--- RECORDS TO PROCESS Enclosed Below ---

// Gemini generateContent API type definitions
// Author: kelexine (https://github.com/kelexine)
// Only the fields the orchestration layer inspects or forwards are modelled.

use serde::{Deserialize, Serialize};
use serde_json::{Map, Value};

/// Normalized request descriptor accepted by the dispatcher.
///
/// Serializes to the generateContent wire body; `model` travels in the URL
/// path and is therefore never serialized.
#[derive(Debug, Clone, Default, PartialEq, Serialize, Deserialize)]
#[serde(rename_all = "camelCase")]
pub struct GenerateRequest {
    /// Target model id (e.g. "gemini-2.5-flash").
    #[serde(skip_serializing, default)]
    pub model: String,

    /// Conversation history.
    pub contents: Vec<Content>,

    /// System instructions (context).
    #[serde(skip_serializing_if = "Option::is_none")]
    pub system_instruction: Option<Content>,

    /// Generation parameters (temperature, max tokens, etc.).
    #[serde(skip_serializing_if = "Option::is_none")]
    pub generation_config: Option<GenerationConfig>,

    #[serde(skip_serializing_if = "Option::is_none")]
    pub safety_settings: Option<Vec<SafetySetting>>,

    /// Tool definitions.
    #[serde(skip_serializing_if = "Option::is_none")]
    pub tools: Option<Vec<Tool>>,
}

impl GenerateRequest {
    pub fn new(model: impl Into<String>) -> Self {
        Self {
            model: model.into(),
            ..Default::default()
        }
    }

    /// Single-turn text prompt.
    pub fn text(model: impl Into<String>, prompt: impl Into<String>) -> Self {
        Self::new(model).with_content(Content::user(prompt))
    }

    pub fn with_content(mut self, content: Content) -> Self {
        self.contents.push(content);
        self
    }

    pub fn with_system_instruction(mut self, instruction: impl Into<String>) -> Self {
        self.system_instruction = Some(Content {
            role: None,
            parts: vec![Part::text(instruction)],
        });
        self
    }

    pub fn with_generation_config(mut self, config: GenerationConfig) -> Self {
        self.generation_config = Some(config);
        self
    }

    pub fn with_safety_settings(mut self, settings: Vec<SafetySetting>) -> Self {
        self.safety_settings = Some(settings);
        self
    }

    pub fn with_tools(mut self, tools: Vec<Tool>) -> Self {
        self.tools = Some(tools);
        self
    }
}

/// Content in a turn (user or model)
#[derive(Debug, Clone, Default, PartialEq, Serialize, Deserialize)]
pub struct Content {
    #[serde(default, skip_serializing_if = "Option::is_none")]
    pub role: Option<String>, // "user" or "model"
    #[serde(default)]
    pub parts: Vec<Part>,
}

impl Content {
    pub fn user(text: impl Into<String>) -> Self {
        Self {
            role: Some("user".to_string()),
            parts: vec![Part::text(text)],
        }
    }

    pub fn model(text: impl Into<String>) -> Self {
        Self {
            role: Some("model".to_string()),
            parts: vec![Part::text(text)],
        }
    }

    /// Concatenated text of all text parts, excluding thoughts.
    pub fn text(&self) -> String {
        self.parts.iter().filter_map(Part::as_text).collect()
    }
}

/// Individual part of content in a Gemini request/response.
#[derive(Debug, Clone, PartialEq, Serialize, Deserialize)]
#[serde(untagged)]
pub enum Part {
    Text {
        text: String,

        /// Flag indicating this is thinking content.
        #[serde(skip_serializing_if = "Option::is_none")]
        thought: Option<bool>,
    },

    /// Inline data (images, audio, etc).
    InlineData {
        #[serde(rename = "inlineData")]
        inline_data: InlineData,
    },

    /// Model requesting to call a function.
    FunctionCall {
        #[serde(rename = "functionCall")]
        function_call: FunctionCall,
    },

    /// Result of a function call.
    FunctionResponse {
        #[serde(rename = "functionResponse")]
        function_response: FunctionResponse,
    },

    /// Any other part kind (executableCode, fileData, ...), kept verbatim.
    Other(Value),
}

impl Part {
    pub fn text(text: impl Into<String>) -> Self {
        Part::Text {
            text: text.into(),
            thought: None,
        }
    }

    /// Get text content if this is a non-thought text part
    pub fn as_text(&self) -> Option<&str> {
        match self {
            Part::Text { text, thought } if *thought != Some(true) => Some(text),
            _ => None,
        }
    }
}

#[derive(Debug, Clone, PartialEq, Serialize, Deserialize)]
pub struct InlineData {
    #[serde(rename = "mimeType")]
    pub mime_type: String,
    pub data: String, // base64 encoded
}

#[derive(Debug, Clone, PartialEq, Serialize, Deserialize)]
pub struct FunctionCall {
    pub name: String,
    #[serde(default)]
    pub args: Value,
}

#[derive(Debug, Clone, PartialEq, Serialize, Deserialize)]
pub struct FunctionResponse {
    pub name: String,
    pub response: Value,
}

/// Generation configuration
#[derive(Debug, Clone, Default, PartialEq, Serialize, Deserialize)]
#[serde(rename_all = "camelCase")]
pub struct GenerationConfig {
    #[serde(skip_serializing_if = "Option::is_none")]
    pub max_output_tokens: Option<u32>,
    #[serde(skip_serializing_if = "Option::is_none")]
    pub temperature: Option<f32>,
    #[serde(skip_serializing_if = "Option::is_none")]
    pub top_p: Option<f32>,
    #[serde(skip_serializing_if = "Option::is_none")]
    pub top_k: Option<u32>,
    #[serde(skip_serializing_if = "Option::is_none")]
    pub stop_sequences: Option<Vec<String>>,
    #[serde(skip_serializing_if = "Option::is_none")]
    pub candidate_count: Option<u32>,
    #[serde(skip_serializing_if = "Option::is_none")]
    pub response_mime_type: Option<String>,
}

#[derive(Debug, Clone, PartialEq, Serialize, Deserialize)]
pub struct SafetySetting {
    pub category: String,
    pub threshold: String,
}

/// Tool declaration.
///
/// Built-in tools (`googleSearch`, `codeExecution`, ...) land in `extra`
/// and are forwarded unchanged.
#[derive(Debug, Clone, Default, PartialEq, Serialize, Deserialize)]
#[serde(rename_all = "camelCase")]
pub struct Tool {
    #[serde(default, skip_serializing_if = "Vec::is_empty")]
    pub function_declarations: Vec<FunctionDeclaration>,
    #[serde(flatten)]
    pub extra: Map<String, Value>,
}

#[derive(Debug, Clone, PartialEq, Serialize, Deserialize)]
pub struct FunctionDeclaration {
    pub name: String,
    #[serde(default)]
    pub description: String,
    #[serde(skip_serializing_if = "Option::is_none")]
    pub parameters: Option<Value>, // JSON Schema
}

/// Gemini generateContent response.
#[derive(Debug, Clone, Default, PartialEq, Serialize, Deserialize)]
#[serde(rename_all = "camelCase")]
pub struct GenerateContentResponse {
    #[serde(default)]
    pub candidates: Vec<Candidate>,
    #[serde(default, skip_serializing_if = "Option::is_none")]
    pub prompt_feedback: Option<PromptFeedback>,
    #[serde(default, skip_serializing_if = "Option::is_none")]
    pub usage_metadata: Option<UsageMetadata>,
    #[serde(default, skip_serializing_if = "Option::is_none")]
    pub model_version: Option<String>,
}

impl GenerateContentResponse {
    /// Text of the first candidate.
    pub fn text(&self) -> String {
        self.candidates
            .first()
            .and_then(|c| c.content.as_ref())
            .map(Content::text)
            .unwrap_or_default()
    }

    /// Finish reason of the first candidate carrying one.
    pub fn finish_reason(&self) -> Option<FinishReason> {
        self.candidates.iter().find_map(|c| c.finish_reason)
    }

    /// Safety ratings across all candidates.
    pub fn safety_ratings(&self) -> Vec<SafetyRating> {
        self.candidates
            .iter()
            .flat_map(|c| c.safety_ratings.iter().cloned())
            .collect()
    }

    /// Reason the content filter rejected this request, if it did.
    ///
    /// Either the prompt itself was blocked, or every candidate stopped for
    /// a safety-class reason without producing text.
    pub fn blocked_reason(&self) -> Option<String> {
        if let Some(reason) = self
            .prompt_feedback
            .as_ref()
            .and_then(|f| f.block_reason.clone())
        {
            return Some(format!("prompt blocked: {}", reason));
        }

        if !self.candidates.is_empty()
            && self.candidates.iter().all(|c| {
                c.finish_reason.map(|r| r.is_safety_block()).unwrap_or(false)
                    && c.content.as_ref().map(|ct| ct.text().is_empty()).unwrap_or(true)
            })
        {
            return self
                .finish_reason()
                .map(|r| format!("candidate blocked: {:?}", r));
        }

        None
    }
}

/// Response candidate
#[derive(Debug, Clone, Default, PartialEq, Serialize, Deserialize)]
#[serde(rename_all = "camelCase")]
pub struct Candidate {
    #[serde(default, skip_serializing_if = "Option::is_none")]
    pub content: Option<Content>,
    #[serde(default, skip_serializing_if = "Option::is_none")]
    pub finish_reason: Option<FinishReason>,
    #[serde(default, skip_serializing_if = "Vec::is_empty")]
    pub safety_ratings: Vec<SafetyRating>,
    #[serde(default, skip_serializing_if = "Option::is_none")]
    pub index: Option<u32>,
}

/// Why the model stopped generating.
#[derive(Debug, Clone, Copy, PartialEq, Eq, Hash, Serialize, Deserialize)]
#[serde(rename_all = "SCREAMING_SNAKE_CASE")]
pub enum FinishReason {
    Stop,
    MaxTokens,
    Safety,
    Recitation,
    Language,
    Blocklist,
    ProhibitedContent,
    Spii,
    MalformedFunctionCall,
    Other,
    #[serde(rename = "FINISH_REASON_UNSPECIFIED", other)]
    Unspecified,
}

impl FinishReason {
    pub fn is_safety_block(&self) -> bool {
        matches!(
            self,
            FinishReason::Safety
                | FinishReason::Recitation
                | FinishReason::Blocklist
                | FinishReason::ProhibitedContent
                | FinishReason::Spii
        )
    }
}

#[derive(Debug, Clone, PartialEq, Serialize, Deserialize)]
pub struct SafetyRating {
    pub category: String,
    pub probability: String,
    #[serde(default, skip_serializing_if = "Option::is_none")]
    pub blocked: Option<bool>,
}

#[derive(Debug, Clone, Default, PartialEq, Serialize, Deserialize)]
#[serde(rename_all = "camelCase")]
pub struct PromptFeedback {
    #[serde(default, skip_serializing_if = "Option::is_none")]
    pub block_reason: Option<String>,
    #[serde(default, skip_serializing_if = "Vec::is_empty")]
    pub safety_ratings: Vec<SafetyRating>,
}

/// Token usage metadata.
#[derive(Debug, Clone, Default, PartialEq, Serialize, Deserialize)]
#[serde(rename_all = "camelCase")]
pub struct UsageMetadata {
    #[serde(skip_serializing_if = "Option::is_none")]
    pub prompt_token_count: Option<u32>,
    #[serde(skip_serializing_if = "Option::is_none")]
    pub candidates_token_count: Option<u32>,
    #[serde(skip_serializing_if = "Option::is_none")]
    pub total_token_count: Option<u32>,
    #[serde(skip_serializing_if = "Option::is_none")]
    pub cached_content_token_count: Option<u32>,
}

--- End of Enclosed RECORDS TO PROCESS ---

## REQUIRED ACTION
Only the lines above from the one with "pub role: Option<String>, //" up to and including the one with "pub enum Part" should be repeated, exactly as written.

## OUTPUT FOR THIS TASK
    pub role: Option<String>, // "user" or "model"
    #[serde(default)]
    pub parts: Vec<Part>,
}

impl Content {
    pub fn user(text: impl Into<String>) -> Self {
        Self {
            role: Some("user".to_string()),
            parts: vec![Part::text(text)],
        }
    }

    pub fn model(text: impl Into<String>) -> Self {
        Self {
            role: Some("model".to_string()),
            parts: vec![Part::text(text)],
        }
    }

    /// Concatenated text of all text parts, excluding thoughts.
    pub fn text(&self) -> String {
        self.parts.iter().filter_map(Part::as_text).collect()
    }
}

/// Individual part of content in a Gemini request/response.
#[derive(Debug, Clone, PartialEq, Serialize, Deserialize)]
#[serde(untagged)]
pub enum Part {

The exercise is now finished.